▶ WHAT IS NEEDED:
Starting with the first line and ending with the one that holds "last writer wins.", retype the entries exactly.

▶ INFORMATION:
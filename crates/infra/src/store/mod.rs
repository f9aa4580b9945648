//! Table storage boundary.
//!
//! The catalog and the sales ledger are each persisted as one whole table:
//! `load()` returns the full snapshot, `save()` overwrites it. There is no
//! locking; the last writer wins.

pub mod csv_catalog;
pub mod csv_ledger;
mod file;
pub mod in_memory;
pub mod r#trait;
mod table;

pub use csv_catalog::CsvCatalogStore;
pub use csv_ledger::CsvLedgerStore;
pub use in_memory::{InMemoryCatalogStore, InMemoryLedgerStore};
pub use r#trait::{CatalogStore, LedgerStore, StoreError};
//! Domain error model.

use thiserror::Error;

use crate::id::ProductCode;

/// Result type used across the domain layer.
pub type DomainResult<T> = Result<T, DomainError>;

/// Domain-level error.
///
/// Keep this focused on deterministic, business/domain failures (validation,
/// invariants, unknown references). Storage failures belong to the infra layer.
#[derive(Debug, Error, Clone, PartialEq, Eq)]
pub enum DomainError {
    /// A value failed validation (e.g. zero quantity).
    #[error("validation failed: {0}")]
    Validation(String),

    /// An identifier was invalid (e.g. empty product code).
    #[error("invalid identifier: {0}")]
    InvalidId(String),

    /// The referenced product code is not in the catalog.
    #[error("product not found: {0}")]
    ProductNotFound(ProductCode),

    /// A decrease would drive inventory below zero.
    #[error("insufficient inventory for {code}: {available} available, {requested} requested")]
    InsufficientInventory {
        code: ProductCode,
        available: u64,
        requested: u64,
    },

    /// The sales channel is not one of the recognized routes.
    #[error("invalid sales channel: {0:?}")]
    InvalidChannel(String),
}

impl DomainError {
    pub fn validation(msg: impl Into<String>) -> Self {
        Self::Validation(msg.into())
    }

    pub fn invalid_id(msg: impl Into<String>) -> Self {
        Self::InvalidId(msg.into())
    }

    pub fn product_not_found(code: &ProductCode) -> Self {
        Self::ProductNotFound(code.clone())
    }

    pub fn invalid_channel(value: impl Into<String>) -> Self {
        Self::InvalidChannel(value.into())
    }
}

▶ THE ANSWER:
filename crates/infra/src/store/mod.rs
repository f9aa4580b9945648
//! Table storage boundary.
//!
//! The catalog and the sales ledger are each persisted as one whole table:
//! `load()` returns the full snapshot, `save()` overwrites it. There is no
//! locking; the last writer wins.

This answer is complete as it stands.